# ISDN unter Linux



## oezer (20. Oktober 2000)

Hallo Allerseitz,

hab da ein Problem, und zwar möchte ich gerne ISDN unter Linux einsetzen. Krieg das aber einfach nicht gebacken. Ich habe eine ITK Columbus World ISA die mittlerweile von Digi International aufgekauft wurde.

Hier ein paar Daten:
S.u.S.E. 6.2

die Karte und die Daten:
IRQ=11
IO=0x390
isac=0x6000
hscx=0x6040

dann sollte auch das Modul i4l geladen werden mit dem HiSax aber immer wieder bringt es ein Unload.

Treiber von der Karte ist eingerichtet.

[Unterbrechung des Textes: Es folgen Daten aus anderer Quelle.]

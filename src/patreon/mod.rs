use crate::config::ApiConfig;
use crate::patreon::auth::Credentials;
use crate::patreon::members::MembersPage;
use thiserror::Error;
use tracing::{debug, error, info};
use url::Url;

pub mod auth;
pub mod members;
#[cfg(test)]
pub mod mock;

const MEMBER_FIELDS: &str =
    "full_name,patron_status,last_charge_date,last_charge_status,currently_entitled_amount_cents";
const USER_FIELDS: &str = "full_name";

/// An active supporter as reported by the members endpoint.
#[derive(Debug, Clone, PartialEq, Eq)]
pub struct Patron {
    pub member_id: String,
    pub displayed_name: String,
    pub last_payment_timestamp: String,
    pub pledge_amount_cents: u64,
}

#[derive(Error, Debug)]
pub enum FetchError {
    #[error("HTTP request failed: {0}")]
    Http(#[from] reqwest::Error),
    #[error("server returned {status}: {body}")]
    Server { status: u16, body: String },
    #[error("JSON parse error: {0}")]
    Json(#[from] serde_json::Error),
    #[error("invalid URL: {0}")]
    Url(#[from] url::ParseError),
}

pub struct PatreonClient {
    client: reqwest::Client,
    base_url: String,
}

impl PatreonClient {
    pub fn new(api: &ApiConfig) -> Result<Self, FetchError> {
        let client = reqwest::Client::builder().timeout(api.timeout()).build()?;
        Ok(Self {
            client,
            base_url: api.base_url.trim_end_matches('/').to_string(),
        })
    }

    /// Fetches every active patron of the campaign.
    ///
    /// Missing credentials or any failed page yield an empty list; earlier pages are
    /// discarded when a later one fails.
    #[tracing::instrument(skip(self))]
    pub async fn fetch_patrons(&self, credentials: &Credentials) -> Vec<Patron> {
        if credentials.access_token.is_empty() {
            error!("PATREON_ACCESS_TOKEN not set.");
            return Vec::new();
        }
        if credentials.campaign_id.is_empty() {
            error!("PATREON_CAMPAIGN_ID not set.");
            return Vec::new();
        }

        match self.try_fetch_patrons(credentials).await {
            Ok(patrons) => {
                info!("Successfully fetched {} active patrons", patrons.len());
                patrons
            }
            Err(e) => {
                error!("Error fetching patrons: {e}");
                Vec::new()
            }
        }
    }

    async fn try_fetch_patrons(&self, credentials: &Credentials) -> Result<Vec<Patron>, FetchError> {
        let mut next = Some(self.members_url(&credentials.campaign_id)?);
        let mut patrons = Vec::new();
        let mut pages = 0;

        while let Some(url) = next {
            let page = self.fetch_page(url, &credentials.access_token).await?;
            pages += 1;
            let active = page.active_patrons();
            debug!(
                page = pages,
                members = page.data.len(),
                active = active.len(),
                "fetched members page"
            );
            patrons.extend(active);
            next = page.next_url().map(Url::parse).transpose()?;
        }
        Ok(patrons)
    }

    fn members_url(&self, campaign_id: &str) -> Result<Url, FetchError> {
        let mut url = Url::parse(&format!("{}/campaigns/{}/members", self.base_url, campaign_id))?;
        url.query_pairs_mut()
            .append_pair("include", "user")
            .append_pair("fields[member]", MEMBER_FIELDS)
            .append_pair("fields[user]", USER_FIELDS);
        Ok(url)
    }

    async fn fetch_page(&self, url: Url, token: &str) -> Result<MembersPage, FetchError> {
        debug!(url = %url, "requesting members page");
        let resp = self.client.get(url).bearer_auth(token).send().await?;
        let status = resp.status();
        if !status.is_success() {
            let body = resp.text().await.unwrap_or_default();
            return Err(FetchError::Server {
                status: status.as_u16(),
                body,
            });
        }
        let body = resp.text().await?;
        Ok(serde_json::from_str(&body)?)
    }
}
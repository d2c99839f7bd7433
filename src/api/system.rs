//! System endpoints: liveness and build information.

use axum::body::Body;
use axum::http::{Method, Request};
use axum::response::Response;
use serde::Serialize;

use crate::api::ApiModule;
use crate::http::response::respond_json;
use crate::routing::{shared, AxumEngine, BuildError, NodeId, RouteNode, TreeBuilder};

#[derive(Serialize)]
pub struct HealthStatus {
    pub status: &'static str,
}

#[derive(Serialize)]
pub struct VersionInfo {
    pub name: &'static str,
    pub version: &'static str,
}

/// Mounts `<prefix>/health` and `<prefix>/version` under a structural group.
#[derive(Debug, Clone)]
pub struct SystemModule {
    prefix: String,
}

impl SystemModule {
    pub fn new(prefix: impl Into<String>) -> Self {
        Self {
            prefix: prefix.into(),
        }
    }
}

impl ApiModule for SystemModule {
    fn name(&self) -> &str {
        "system"
    }

    fn mount(&self, builder: &mut TreeBuilder<AxumEngine>, parent: NodeId) -> Result<(), BuildError> {
        let group = builder.add(parent, RouteNode::group(self.prefix.as_str()))?;

        builder.add(group, RouteNode::endpoint("/health", [Method::GET], shared(health)))?;
        builder.add(group, RouteNode::endpoint("/version", [Method::GET], shared(version)))?;

        Ok(())
    }
}

async fn health(_req: Request<Body>) -> Response {
    respond_json(HealthStatus { status: "ok" })
}

async fn version(_req: Request<Body>) -> Response {
    respond_json(VersionInfo {
        name: env!("CARGO_PKG_NAME"),
        version: env!("CARGO_PKG_VERSION"),
    })
}

#[cfg(test)]
mod tests {
    use super::*;

    #[test]
    fn test_mounts_group_with_two_leaves() {
        let mut b = TreeBuilder::new(RouteNode::group("/"), AxumEngine::new()).unwrap();
        let root = b.root();
        SystemModule::new("/system").mount(&mut b, root).unwrap();
        let (tree, _) = b.finish();

        assert_eq!(tree.node_count(), 4);
        assert_eq!(
            tree.collect_leaf_paths(),
            vec!["/system/health", "/system/version"]
        );
    }

    #[test]
    fn test_bad_prefix_fails_mount() {
        let mut b = TreeBuilder::new(RouteNode::group("/"), AxumEngine::new()).unwrap();
        let root = b.root();
        let err = SystemModule::new("system").mount(&mut b, root).unwrap_err();
        assert_eq!(err, BuildError::InvalidSubPath("system".into()));
    }
}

Das sehe ich wenn ich ein pnpdump auf > /etc/isapnp.conf mache dann sehe ich das die karten erkannt werden (sound ist auch dabei) wo die IRQ nummern angegeben werden und dann steht dahinter Enabeld OK!

Kann mir einer von euch vielleicht eine Liste geben wie ich am besten vorgehe was alles wo drin stehen muss wie ich das packe?

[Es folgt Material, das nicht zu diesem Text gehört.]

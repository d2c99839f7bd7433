//! HTTP protocol handling subsystem.
//!
//! # Data Flow
//! ```text
//! TCP connection
//!     → server.rs (axum setup, middleware)
//!     → request.rs (add request ID)
//!     → router compiled from the route tree
//!     → response.rs (JSON bodies, 404 fallback)
//!     → Send to client
//! ```

pub mod request;
pub mod response;
pub mod server;

pub use request::{UuidRequestId, X_REQUEST_ID};
pub use server::HttpServer;
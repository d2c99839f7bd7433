//! Structured logging.
//!
//! # Responsibilities
//! - Initialize logging subsystem
//! - Configure log level from config, overridable via `RUST_LOG`
//!
//! # Design Decisions
//! - Uses tracing crate for structured logging
//! - JSON format for production, pretty format for development

use tracing_subscriber::{layer::SubscriberExt, util::SubscriberInitExt, EnvFilter};

use crate::config::{LogFormat, ObservabilityConfig};

/// Default filter directives for `level`.
pub fn default_directives(level: &str) -> String {
    let level = level.to_lowercase();
    format!("usermanager={level},tower_http={level}")
}

/// Install the global tracing subscriber.
pub fn init(config: &ObservabilityConfig) -> Result<(), tracing_subscriber::util::TryInitError> {
    let filter = EnvFilter::try_from_default_env()
        .unwrap_or_else(|_| default_directives(&config.log_level).into());

    let registry = tracing_subscriber::registry().with(filter);
    match config.log_format {
        LogFormat::Json => registry.with(tracing_subscriber::fmt::layer().json()).try_init(),
        LogFormat::Pretty => registry.with(tracing_subscriber::fmt::layer()).try_init(),
    }
}

#[cfg(test)]
mod tests {
    use super::*;

    #[test]
    fn test_default_directives() {
        assert_eq!(
            default_directives("DEBUG"),
            "usermanager=debug,tower_http=debug"
        );
    }
}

Biiiiiittttteeeeee ich will endlich unter Linux arbeiten können....


danke
OeKo


----------



## Dominik Haubrich (22. Oktober 2000)

Hi OeKo, mon amigo 

Ich hab mal nen guten Kumpel von mir während des Joggens gefragt, der sich auch anständig mit Linux auskennt. Der hat mir ein Programm genannt, was so quasi einen Allround-Treiber für alle möglichen ISDN-Karten darstellt. Den Namen des Tools hab ich leider schon wieder vergessen - Schande über mich! 

Aber wenn Du willst, schreib ich ihm mal ne Mail und frag nochmal nach


----------



## oezer (27. Oktober 2000)

*Gelöst!!*

Danke Ib|za,

Man kann alles wirklich von YAST aus lösen, ohne grossartig irgendwelche Scripte zu editieren. Voraussetzung ist aber die Daten von der Hardware zu kennen.

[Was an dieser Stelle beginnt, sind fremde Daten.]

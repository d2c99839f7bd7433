//! Path fragment rules.
//!
//! # Responsibilities
//! - Decide whether a string is a well-formed sub-path
//! - Collapse doubled separators produced by concatenating fragments
//!
//! # Design Decisions
//! - Single linear scan, no regex
//! - Case and percent-encoding are left untouched

/// Returns true if `sub_path` can be attached below another node.
///
/// A sub-path must be non-empty, start with `/` and must not be the bare
/// separator `/`.
pub fn is_valid_sub_path(sub_path: &str) -> bool {
    sub_path.starts_with('/') && sub_path != "/"
}

/// Collapse every run of two or more `/` into a single `/`.
pub fn normalize(path: &str) -> String {
    let mut out = String::with_capacity(path.len());
    let mut previous_slash = false;

    for c in path.chars() {
        if c == '/' {
            if previous_slash {
                continue;
            }
            previous_slash = true;
        } else {
            previous_slash = false;
        }
        out.push(c);
    }

    out
}

/// Concatenate a prefix and a fragment and normalize the result.
pub fn join(prefix: &str, fragment: &str) -> String {
    let mut joined = String::with_capacity(prefix.len() + fragment.len());
    joined.push_str(prefix);
    joined.push_str(fragment);
    normalize(&joined)
}

#[cfg(test)]
mod tests {
    use super::*;

    #[test]
    fn test_sub_path_validation() {
        assert!(is_valid_sub_path("/auth"));
        assert!(is_valid_sub_path("/userinfo/{id}"));
        assert!(is_valid_sub_path("//double"));

        assert!(!is_valid_sub_path(""));
        assert!(!is_valid_sub_path("/"));
        assert!(!is_valid_sub_path("no-leading-slash"));
    }

    #[test]
    fn test_normalize_collapses_runs() {
        assert_eq!(normalize("//auth"), "/auth");
        assert_eq!(normalize("/auth///login"), "/auth/login");
        assert_eq!(normalize("/auth/"), "/auth/");
        assert_eq!(normalize("/"), "/");
        assert_eq!(normalize(""), "");
    }

    #[test]
    fn test_join() {
        assert_eq!(join("/", "/auth"), "/auth");
        assert_eq!(join("/auth", "/"), "/auth/");
        assert_eq!(join("/", "/"), "/");
        assert_eq!(join("/auth/", "/login"), "/auth/login");
    }
}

Falls Gewünscht wird wie man dies bewerkstelligt, kann ich dies ja noch näher erläutern 

gruss
OeKo


----------



## Markus (8. Juni 2001)

also ich wuerde an deiner stelle mir die neue suse linux version saugen bekommste unter : 

ftp://ftp.suse.com/pub/suse/i386/evaluation-7.0/

und der grund dafuer ist ziemlich einfach die "alte" suse linux version hatte eine schlechte isdn unterstützung naja mit der neuen geht es wunderbar 

ich hoffe ich konnte dir helfen 

cu Markus


----------